◆ Your task: With the first line as the start and the line containing "#[derive(Debug, Clone, Copy, Default, PartialEq, Eq, Serialize)]" as the end, write out every line of the records exactly.

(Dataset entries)

//! Hyperlink assignment over selected columns of a sheet.

use serde::Serialize;
use std::io;
use std::path::Path;

use crate::error::{Error, Result};
use crate::model::{CellRef, ColumnId, Hyperlink, Sheet, Workbook};
use crate::options::AssignOptions;

/// Row 1 holds headers; links start on the row below.
pub const FIRST_DATA_ROW: u32 = 2;

/// Derive the hyperlink target for a cell's text.
///
/// `http://` and `https://` text is used as-is, `www.` text gets an
/// `https://` prefix, and anything else passes through unchanged.
///
/// # Example
///
/// ```
/// use hyperlink_maker::hyperlink_target;
///
/// assert_eq!(hyperlink_target("www.example.com"), "https://www.example.com");
/// assert_eq!(hyperlink_target("http://foo.org"), "http://foo.org");
/// assert_eq!(hyperlink_target("hello"), "hello");
/// ```
pub fn hyperlink_target(text: &str) -> String {
    if text.starts_with("http://") || text.starts_with("https://") {
        text.to_string()
    } else if text.starts_with("www.") {
        format!("https://{text}")
    } else {
        text.to_string()
    }
}

/// Receives one call per processed row.
pub trait ProgressObserver {
    /// `row` was just processed; `total` is the sheet's last row.
    fn on_row(&mut self, row: u32, total: u32);
}

impl<F: FnMut(u32, u32)> ProgressObserver for F {
    fn on_row(&mut self, row: u32, total: u32) {
        self(row, total)
    }
}

/// Observer that ignores progress.
#[derive(Debug, Clone, Copy, Default)]
pub struct NoProgress;

impl ProgressObserver for NoProgress {
    fn on_row(&mut self, _row: u32, _total: u32) {}
}

/// What one `apply` call did.
#[derive(Debug, Clone, Copy, Default, PartialEq, Eq, Serialize)]
pub struct AppliedCount {
    /// Cells that received a hyperlink
    pub cells: usize,
    /// Rows walked
    pub rows: u32,
}

/// Turns cell text into hyperlinks with a link style.
#[derive(Debug, Clone, Default)]
pub struct HyperlinkAssigner {
    options: AssignOptions,
}

impl HyperlinkAssigner {
    pub fn new(options: AssignOptions) -> Self {
        Self { options }
    }

    pub fn options(&self) -> &AssignOptions {
        &self.options
    }

    /// Link every non-empty cell of `columns` in rows `2..=max_row`.
    ///
    /// Rows are walked in ascending order and columns in the given order;
    /// `progress` is called once after each row with `(row, max_row)`.
    /// Repeated column identifiers are processed once. Cell values are never
    /// changed.
    pub fn apply<P>(&self, sheet: &mut Sheet, columns: &[ColumnId], progress: &mut P) -> AppliedCount
    where
        P: ProgressObserver + ?Sized,
    {
        let total = sheet.max_row();
        let mut count = AppliedCount::default();
        if total < FIRST_DATA_ROW {
            log::debug!("sheet '{}' has no data rows", sheet.name());
            return count;
        }

        let mut selected: Vec<ColumnId> = Vec::with_capacity(columns.len());
        for col in columns {
            if !selected.contains(col) {
                selected.push(*col);
            }
        }

        for row in FIRST_DATA_ROW..=total {
            for &col in &selected {
                let Some(cell) = sheet.cell_mut(CellRef::new(row, col)) else {
                    continue;
                };
                if cell.value.is_empty() {
                    continue;
                }
                let url = hyperlink_target(&cell.value.to_text());
                log::trace!("{} -> {url}", CellRef::new(row, col));
                cell.hyperlink = Some(Hyperlink::url(url));
                cell.link_style = Some(self.options.link_style.clone());
                count.cells += 1;
            }
            count.rows += 1;
            progress.on_row(row, total);
        }

        if count.cells > 0 {
            sheet.links_changed = true;
        }
        log::debug!(
            "linked {} cell(s) over {} row(s) in sheet '{}'",
            count.cells,
            count.rows,
            sheet.name()
        );
        count
    }
}

/// Write the whole workbook to `path` as xlsx, replacing any existing file.
///
/// The archive is built in memory before the destination is opened. On
/// failure the workbook is untouched and can be saved elsewhere.
pub fn persist(workbook: &Workbook, path: impl AsRef<Path>) -> Result<()> {
    let path = path.as_ref();
    let save_error = |source: io::Error| Error::Save {
        path: path.to_path_buf(),
        source,
    };

    let bytes = crate::xlsx::write_workbook(workbook)
        .map_err(|e| save_error(io::Error::new(io::ErrorKind::InvalidData, e)))?;
    std::fs::write(path, &bytes).map_err(save_error)?;

    log::debug!("saved {} bytes to {}", bytes.len(), path.display());
    Ok(())
}

#[cfg(test)]
mod tests {
    use super::*;
    use crate::model::{CellValue, HyperlinkTarget, Underline};

    fn at(a1: &str) -> CellRef {
        a1.parse().unwrap()
    }

    fn col(letters: &str) -> ColumnId {
        letters.parse().unwrap()
    }

    fn url_of(sheet: &Sheet, a1: &str) -> Option<String> {
        sheet
            .cell(at(a1))
            .and_then(|c| c.hyperlink())
            .and_then(|h| h.url_target())
            .map(String::from)
    }

    #[test]
    fn test_hyperlink_target_rules() {
        assert_eq!(hyperlink_target("https://a.b"), "https://a.b");
        assert_eq!(hyperlink_target("www.example.com"), "https://www.example.com");
        assert_eq!(hyperlink_target("WWW.example.com"), "WWW.example.com");
        assert_eq!(hyperlink_target("ftp://x"), "ftp://x");
        assert_eq!(hyperlink_target(""), "");
    }

    #[test]
    fn test_apply_links_selected_column() {
        let mut sheet = Sheet::new("Data");
        sheet.set_value(at("A1"), "Site");
        sheet.set_value(at("B1"), "Note");
        sheet.set_value(at("A2"), "www.example.com");
        sheet.set_value(at("B2"), "www.ignored.com");
        sheet.set_value(at("A3"), "http://foo.org");

        let mut calls = Vec::new();
        let count = HyperlinkAssigner::default().apply(&mut sheet, &[col("A")], &mut |row: u32, total: u32| {
            calls.push((row, total))
        });

        assert_eq!(count, AppliedCount { cells: 2, rows: 2 });
        assert_eq!(calls, vec![(2, 3), (3, 3)]);
        assert_eq!(url_of(&sheet, "A2").as_deref(), Some("https://www.example.com"));
        assert_eq!(url_of(&sheet, "A3").as_deref(), Some("http://foo.org"));
        assert!(url_of(&sheet, "B2").is_none());
        assert!(url_of(&sheet, "A1").is_none());

        let cell = sheet.cell(at("A2")).unwrap();
        assert_eq!(cell.value(), &CellValue::Text("www.example.com".into()));
        assert_eq!(cell.link_style().unwrap().color.as_argb(), "FF0563C1");
        assert!(sheet.is_modified());
    }

    #[test]
    fn test_apply_skips_empty_and_passes_through_text() {
        let mut sheet = Sheet::new("Data");
        sheet.set_value(at("A1"), "Site");
        sheet.set_value(at("A2"), "hello");
        sheet.set_value(at("A3"), "");
        sheet.set_value(at("A4"), 42.0);

        let count = HyperlinkAssigner::default().apply(&mut sheet, &[col("A")], &mut NoProgress);

        assert_eq!(count.cells, 2);
        assert_eq!(url_of(&sheet, "A2").as_deref(), Some("hello"));
        assert!(sheet.cell(at("A3")).unwrap().hyperlink().is_none());
        assert!(sheet.cell(at("A3")).unwrap().link_style().is_none());
        assert_eq!(url_of(&sheet, "A4").as_deref(), Some("42"));
    }

    #[test]
    fn test_header_only_sheet_does_nothing() {
        let mut sheet = Sheet::new("Data");
        sheet.set_value(at("A1"), "www.header.com");
        sheet.values_changed = false;

        let mut calls = 0;
        let count = HyperlinkAssigner::default().apply(&mut sheet, &[col("A")], &mut |_: u32, _: u32| calls += 1);

        assert_eq!(count, AppliedCount::default());
        assert_eq!(calls, 0);
        assert!(!sheet.is_modified());
    }

    #[test]
    fn test_empty_selection_still_reports_rows() {
        let mut sheet = Sheet::new("Data");
        sheet.set_value(at("A1"), "Site");
        sheet.set_value(at("A3"), "www.example.com");

        let mut rows = Vec::new();
        let count = HyperlinkAssigner::default().apply(&mut sheet, &[], &mut |row: u32, _: u32| rows.push(row));

        assert_eq!(count, AppliedCount { cells: 0, rows: 2 });
        assert_eq!(rows, vec![2, 3]);
    }

    #[test]
    fn test_apply_is_idempotent() {
        let mut sheet = Sheet::new("Data");
        sheet.set_value(at("A1"), "Site");
        sheet.set_value(at("A2"), "www.example.com");
        sheet.set_value(at("C2"), "https://c.example");

        let assigner = HyperlinkAssigner::default();
        let columns = [col("A"), col("C"), col("A"), col("Z")];
        let first = assigner.apply(&mut sheet, &columns, &mut NoProgress);
        let snapshot: Vec<_> = sheet.cells().map(|(at, c)| (*at, c.clone())).collect();
        let second = assigner.apply(&mut sheet, &columns, &mut NoProgress);
        let again: Vec<_> = sheet.cells().map(|(at, c)| (*at, c.clone())).collect();

        assert_eq!(first.cells, 2);
        assert_eq!(first, second);
        assert_eq!(snapshot, again);
    }

    #[test]
    fn test_custom_link_style() {
        let mut sheet = Sheet::new("Data");
        sheet.set_value(at("A1"), "Site");
        sheet.set_value(at("A2"), "www.example.com");

        let options = AssignOptions::new().with_color("FF0000").with_underline(Underline::None);
        HyperlinkAssigner::new(options).apply(&mut sheet, &[col("A")], &mut NoProgress);

        let style = sheet.cell(at("A2")).unwrap().link_style().unwrap();
        assert_eq!(style.color.as_argb(), "FFFF0000");
        assert_eq!(style.underline, Underline::None);
    }

    #[test]
    fn test_existing_location_link_is_replaced() {
        let mut sheet = Sheet::new("Data");
        sheet.set_value(at("A1"), "Site");
        sheet.set_value(at("A2"), "www.example.com");
        sheet.cell_mut(at("A2")).unwrap().hyperlink = Some(Hyperlink {
            target: HyperlinkTarget::Location("Other!A1".into()),
            tooltip: None,
            display: None,
        });

        HyperlinkAssigner::default().apply(&mut sheet, &[col("A")], &mut NoProgress);
        assert_eq!(url_of(&sheet, "A2").as_deref(), Some("https://www.example.com"));
    }

    #[test]
    fn test_persist_failure_is_save_error() {
        let dir = tempfile::tempdir().unwrap();
        let mut workbook = Workbook::new();
        workbook.add_sheet("Data").unwrap().set_value(at("A1"), "Site");

        let target = dir.path().join("missing").join("out.xlsx");
        let err = persist(&workbook, &target).unwrap_err();
        assert!(err.is_save_error());
        assert!(err.to_string().contains("out.xlsx"));

        let retry = dir.path().join("out.xlsx");
        persist(&workbook, &retry).unwrap();
        assert!(retry.exists());
    }
}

◆ Answer section:
//! Hyperlink assignment over selected columns of a sheet.

use serde::Serialize;
use std::io;
use std::path::Path;

use crate::error::{Error, Result};
use crate::model::{CellRef, ColumnId, Hyperlink, Sheet, Workbook};
use crate::options::AssignOptions;

/// Row 1 holds headers; links start on the row below.
pub const FIRST_DATA_ROW: u32 = 2;

/// Derive the hyperlink target for a cell's text.
///
/// `http://` and `https://` text is used as-is, `www.` text gets an
/// `https://` prefix, and anything else passes through unchanged.
///
/// # Example
///
/// ```
/// use hyperlink_maker::hyperlink_target;
///
/// assert_eq!(hyperlink_target("www.example.com"), "https://www.example.com");
/// assert_eq!(hyperlink_target("http://foo.org"), "http://foo.org");
/// assert_eq!(hyperlink_target("hello"), "hello");
/// ```
pub fn hyperlink_target(text: &str) -> String {
    if text.starts_with("http://") || text.starts_with("https://") {
        text.to_string()
    } else if text.starts_with("www.") {
        format!("https://{text}")
    } else {
        text.to_string()
    }
}

/// Receives one call per processed row.
pub trait ProgressObserver {
    /// `row` was just processed; `total` is the sheet's last row.
    fn on_row(&mut self, row: u32, total: u32);
}

impl<F: FnMut(u32, u32)> ProgressObserver for F {
    fn on_row(&mut self, row: u32, total: u32) {
        self(row, total)
    }
}

/// Observer that ignores progress.
#[derive(Debug, Clone, Copy, Default)]
pub struct NoProgress;

impl ProgressObserver for NoProgress {
    fn on_row(&mut self, _row: u32, _total: u32) {}
}

/// What one `apply` call did.
#[derive(Debug, Clone, Copy, Default, PartialEq, Eq, Serialize)]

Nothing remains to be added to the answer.